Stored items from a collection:
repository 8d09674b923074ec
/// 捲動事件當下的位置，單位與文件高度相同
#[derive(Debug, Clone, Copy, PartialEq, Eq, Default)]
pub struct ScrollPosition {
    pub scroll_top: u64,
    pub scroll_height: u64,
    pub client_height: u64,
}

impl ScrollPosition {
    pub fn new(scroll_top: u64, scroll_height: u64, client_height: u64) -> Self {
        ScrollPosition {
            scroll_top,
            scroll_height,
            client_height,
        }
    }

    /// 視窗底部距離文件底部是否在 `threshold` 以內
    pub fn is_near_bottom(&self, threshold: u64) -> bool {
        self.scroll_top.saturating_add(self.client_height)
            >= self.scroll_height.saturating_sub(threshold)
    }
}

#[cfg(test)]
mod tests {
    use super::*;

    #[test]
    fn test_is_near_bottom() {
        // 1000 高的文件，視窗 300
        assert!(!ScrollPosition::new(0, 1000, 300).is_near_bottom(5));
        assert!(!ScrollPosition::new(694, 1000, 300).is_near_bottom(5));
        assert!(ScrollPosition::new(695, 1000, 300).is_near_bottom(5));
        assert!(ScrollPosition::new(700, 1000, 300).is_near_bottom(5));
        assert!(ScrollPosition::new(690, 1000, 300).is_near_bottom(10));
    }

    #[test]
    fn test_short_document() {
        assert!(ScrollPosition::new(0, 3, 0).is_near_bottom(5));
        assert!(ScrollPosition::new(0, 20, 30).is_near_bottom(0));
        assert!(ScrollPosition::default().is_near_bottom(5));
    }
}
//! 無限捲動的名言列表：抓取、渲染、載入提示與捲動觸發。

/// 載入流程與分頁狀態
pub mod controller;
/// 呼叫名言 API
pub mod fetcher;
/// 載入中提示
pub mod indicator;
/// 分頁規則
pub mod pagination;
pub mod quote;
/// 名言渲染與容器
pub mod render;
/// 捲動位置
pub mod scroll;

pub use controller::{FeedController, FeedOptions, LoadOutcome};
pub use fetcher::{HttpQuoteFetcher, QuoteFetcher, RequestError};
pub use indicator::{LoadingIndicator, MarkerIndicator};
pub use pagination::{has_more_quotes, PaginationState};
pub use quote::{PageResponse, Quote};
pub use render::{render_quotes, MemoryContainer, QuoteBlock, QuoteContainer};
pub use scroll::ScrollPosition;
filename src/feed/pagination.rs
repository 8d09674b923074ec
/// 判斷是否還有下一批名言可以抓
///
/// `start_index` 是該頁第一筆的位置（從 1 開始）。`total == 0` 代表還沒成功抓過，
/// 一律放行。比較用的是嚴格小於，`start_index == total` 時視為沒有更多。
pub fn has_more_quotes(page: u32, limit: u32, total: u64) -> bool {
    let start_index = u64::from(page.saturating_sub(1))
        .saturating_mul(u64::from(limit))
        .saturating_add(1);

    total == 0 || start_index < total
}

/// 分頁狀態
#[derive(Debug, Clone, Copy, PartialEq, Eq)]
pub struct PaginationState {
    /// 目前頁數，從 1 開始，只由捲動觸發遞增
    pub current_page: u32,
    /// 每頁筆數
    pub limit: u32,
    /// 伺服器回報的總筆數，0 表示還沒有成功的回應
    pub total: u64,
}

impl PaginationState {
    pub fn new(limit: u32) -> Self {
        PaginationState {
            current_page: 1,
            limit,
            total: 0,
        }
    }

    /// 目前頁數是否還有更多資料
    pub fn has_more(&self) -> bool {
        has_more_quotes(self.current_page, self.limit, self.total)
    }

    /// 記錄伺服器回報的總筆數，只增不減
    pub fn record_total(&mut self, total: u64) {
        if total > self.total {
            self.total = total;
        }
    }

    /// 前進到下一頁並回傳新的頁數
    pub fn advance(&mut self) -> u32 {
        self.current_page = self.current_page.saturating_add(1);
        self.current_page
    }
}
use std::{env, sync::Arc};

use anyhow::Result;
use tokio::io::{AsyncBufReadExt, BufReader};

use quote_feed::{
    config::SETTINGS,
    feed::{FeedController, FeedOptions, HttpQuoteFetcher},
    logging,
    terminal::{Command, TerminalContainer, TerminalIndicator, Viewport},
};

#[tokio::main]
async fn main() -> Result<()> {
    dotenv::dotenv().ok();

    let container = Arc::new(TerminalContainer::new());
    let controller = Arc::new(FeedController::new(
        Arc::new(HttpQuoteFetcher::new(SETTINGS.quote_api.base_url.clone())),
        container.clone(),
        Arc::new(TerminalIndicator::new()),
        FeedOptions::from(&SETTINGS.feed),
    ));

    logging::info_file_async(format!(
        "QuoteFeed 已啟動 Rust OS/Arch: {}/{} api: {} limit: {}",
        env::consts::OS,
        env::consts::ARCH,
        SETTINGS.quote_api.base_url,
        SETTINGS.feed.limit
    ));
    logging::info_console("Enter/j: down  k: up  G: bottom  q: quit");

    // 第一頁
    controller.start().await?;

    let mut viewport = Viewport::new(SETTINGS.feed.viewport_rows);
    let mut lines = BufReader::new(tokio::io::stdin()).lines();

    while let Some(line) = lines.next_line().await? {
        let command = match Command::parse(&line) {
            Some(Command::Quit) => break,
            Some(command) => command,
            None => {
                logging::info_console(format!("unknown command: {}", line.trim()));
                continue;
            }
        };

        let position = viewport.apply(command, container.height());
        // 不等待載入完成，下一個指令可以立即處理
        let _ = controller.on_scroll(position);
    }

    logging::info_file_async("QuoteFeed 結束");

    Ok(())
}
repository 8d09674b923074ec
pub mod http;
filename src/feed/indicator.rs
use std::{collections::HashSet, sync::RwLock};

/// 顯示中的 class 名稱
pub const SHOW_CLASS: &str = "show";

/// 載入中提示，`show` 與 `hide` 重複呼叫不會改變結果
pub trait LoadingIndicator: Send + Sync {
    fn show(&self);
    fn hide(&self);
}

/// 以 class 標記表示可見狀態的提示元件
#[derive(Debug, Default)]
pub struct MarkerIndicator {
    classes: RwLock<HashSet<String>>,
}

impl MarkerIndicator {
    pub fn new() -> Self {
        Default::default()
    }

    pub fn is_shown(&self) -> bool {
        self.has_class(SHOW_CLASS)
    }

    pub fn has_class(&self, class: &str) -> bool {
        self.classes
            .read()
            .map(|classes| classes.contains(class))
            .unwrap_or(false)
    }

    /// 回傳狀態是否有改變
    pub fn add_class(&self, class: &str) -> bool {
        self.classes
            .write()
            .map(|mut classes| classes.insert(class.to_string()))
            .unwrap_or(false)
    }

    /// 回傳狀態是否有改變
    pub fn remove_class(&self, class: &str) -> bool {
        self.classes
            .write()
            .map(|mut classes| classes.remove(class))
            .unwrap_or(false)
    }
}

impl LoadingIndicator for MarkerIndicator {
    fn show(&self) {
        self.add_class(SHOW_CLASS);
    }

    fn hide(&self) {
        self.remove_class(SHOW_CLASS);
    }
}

Exercise brief:
Please return every line of the data, unaltered.

Expected answer:
repository 8d09674b923074ec
/// 捲動事件當下的位置，單位與文件高度相同
#[derive(Debug, Clone, Copy, PartialEq, Eq, Default)]
pub struct ScrollPosition {
    pub scroll_top: u64,
    pub scroll_height: u64,
    pub client_height: u64,
}

impl ScrollPosition {
    pub fn new(scroll_top: u64, scroll_height: u64, client_height: u64) -> Self {
        ScrollPosition {
            scroll_top,
            scroll_height,
            client_height,
        }
    }

    /// 視窗底部距離文件底部是否在 `threshold` 以內
    pub fn is_near_bottom(&self, threshold: u64) -> bool {
        self.scroll_top.saturating_add(self.client_height)
            >= self.scroll_height.saturating_sub(threshold)
    }
}

#[cfg(test)]
mod tests {
    use super::*;

    #[test]
    fn test_is_near_bottom() {
        // 1000 高的文件，視窗 300
        assert!(!ScrollPosition::new(0, 1000, 300).is_near_bottom(5));
        assert!(!ScrollPosition::new(694, 1000, 300).is_near_bottom(5));
        assert!(ScrollPosition::new(695, 1000, 300).is_near_bottom(5));
        assert!(ScrollPosition::new(700, 1000, 300).is_near_bottom(5));
        assert!(ScrollPosition::new(690, 1000, 300).is_near_bottom(10));
    }

    #[test]
    fn test_short_document() {
        assert!(ScrollPosition::new(0, 3, 0).is_near_bottom(5));
        assert!(ScrollPosition::new(0, 20, 30).is_near_bottom(0));
        assert!(ScrollPosition::default().is_near_bottom(5));
    }
}
//! 無限捲動的名言列表：抓取、渲染、載入提示與捲動觸發。

/// 載入流程與分頁狀態
pub mod controller;
/// 呼叫名言 API
pub mod fetcher;
/// 載入中提示
pub mod indicator;
/// 分頁規則
pub mod pagination;
pub mod quote;
/// 名言渲染與容器
pub mod render;
/// 捲動位置
pub mod scroll;

pub use controller::{FeedController, FeedOptions, LoadOutcome};
pub use fetcher::{HttpQuoteFetcher, QuoteFetcher, RequestError};
pub use indicator::{LoadingIndicator, MarkerIndicator};
pub use pagination::{has_more_quotes, PaginationState};
pub use quote::{PageResponse, Quote};
pub use render::{render_quotes, MemoryContainer, QuoteBlock, QuoteContainer};
pub use scroll::ScrollPosition;
filename src/feed/pagination.rs
repository 8d09674b923074ec
/// 判斷是否還有下一批名言可以抓
///
/// `start_index` 是該頁第一筆的位置（從 1 開始）。`total == 0` 代表還沒成功抓過，
/// 一律放行。比較用的是嚴格小於，`start_index == total` 時視為沒有更多。
pub fn has_more_quotes(page: u32, limit: u32, total: u64) -> bool {
    let start_index = u64::from(page.saturating_sub(1))
        .saturating_mul(u64::from(limit))
        .saturating_add(1);

    total == 0 || start_index < total
}

/// 分頁狀態
#[derive(Debug, Clone, Copy, PartialEq, Eq)]
pub struct PaginationState {
    /// 目前頁數，從 1 開始，只由捲動觸發遞增
    pub current_page: u32,
    /// 每頁筆數
    pub limit: u32,
    /// 伺服器回報的總筆數，0 表示還沒有成功的回應
    pub total: u64,
}

impl PaginationState {
    pub fn new(limit: u32) -> Self {
        PaginationState {
            current_page: 1,
            limit,
            total: 0,
        }
    }

    /// 目前頁數是否還有更多資料
    pub fn has_more(&self) -> bool {
        has_more_quotes(self.current_page, self.limit, self.total)
    }

    /// 記錄伺服器回報的總筆數，只增不減
    pub fn record_total(&mut self, total: u64) {
        if total > self.total {
            self.total = total;
        }
    }

    /// 前進到下一頁並回傳新的頁數
    pub fn advance(&mut self) -> u32 {
        self.current_page = self.current_page.saturating_add(1);
        self.current_page
    }
}
use std::{env, sync::Arc};

use anyhow::Result;
use tokio::io::{AsyncBufReadExt, BufReader};

use quote_feed::{
    config::SETTINGS,
    feed::{FeedController, FeedOptions, HttpQuoteFetcher},
    logging,
    terminal::{Command, TerminalContainer, TerminalIndicator, Viewport},
};

#[tokio::main]
async fn main() -> Result<()> {
    dotenv::dotenv().ok();

    let container = Arc::new(TerminalContainer::new());
    let controller = Arc::new(FeedController::new(
        Arc::new(HttpQuoteFetcher::new(SETTINGS.quote_api.base_url.clone())),
        container.clone(),
        Arc::new(TerminalIndicator::new()),
        FeedOptions::from(&SETTINGS.feed),
    ));

    logging::info_file_async(format!(
        "QuoteFeed 已啟動 Rust OS/Arch: {}/{} api: {} limit: {}",
        env::consts::OS,
        env::consts::ARCH,
        SETTINGS.quote_api.base_url,
        SETTINGS.feed.limit
    ));
    logging::info_console("Enter/j: down  k: up  G: bottom  q: quit");

    // 第一頁
    controller.start().await?;

    let mut viewport = Viewport::new(SETTINGS.feed.viewport_rows);
    let mut lines = BufReader::new(tokio::io::stdin()).lines();

    while let Some(line) = lines.next_line().await? {
        let command = match Command::parse(&line) {
            Some(Command::Quit) => break,
            Some(command) => command,
            None => {
                logging::info_console(format!("unknown command: {}", line.trim()));
                continue;
            }
        };

        let position = viewport.apply(command, container.height());
        // 不等待載入完成，下一個指令可以立即處理
        let _ = controller.on_scroll(position);
    }

    logging::info_file_async("QuoteFeed 結束");

    Ok(())
}
repository 8d09674b923074ec
pub mod http;
filename src/feed/indicator.rs
use std::{collections::HashSet, sync::RwLock};

/// 顯示中的 class 名稱
pub const SHOW_CLASS: &str = "show";

/// 載入中提示，`show` 與 `hide` 重複呼叫不會改變結果
pub trait LoadingIndicator: Send + Sync {
    fn show(&self);
    fn hide(&self);
}

/// 以 class 標記表示可見狀態的提示元件
#[derive(Debug, Default)]
pub struct MarkerIndicator {
    classes: RwLock<HashSet<String>>,
}

impl MarkerIndicator {
    pub fn new() -> Self {
        Default::default()
    }

    pub fn is_shown(&self) -> bool {
        self.has_class(SHOW_CLASS)
    }

    pub fn has_class(&self, class: &str) -> bool {
        self.classes
            .read()
            .map(|classes| classes.contains(class))
            .unwrap_or(false)
    }

    /// 回傳狀態是否有改變
    pub fn add_class(&self, class: &str) -> bool {
        self.classes
            .write()
            .map(|mut classes| classes.insert(class.to_string()))
            .unwrap_or(false)
    }

    /// 回傳狀態是否有改變
    pub fn remove_class(&self, class: &str) -> bool {
        self.classes
            .write()
            .map(|mut classes| classes.remove(class))
            .unwrap_or(false)
    }
}

impl LoadingIndicator for MarkerIndicator {
    fn show(&self) {
        self.add_class(SHOW_CLASS);
    }

    fn hide(&self) {
        self.remove_class(SHOW_CLASS);
    }
}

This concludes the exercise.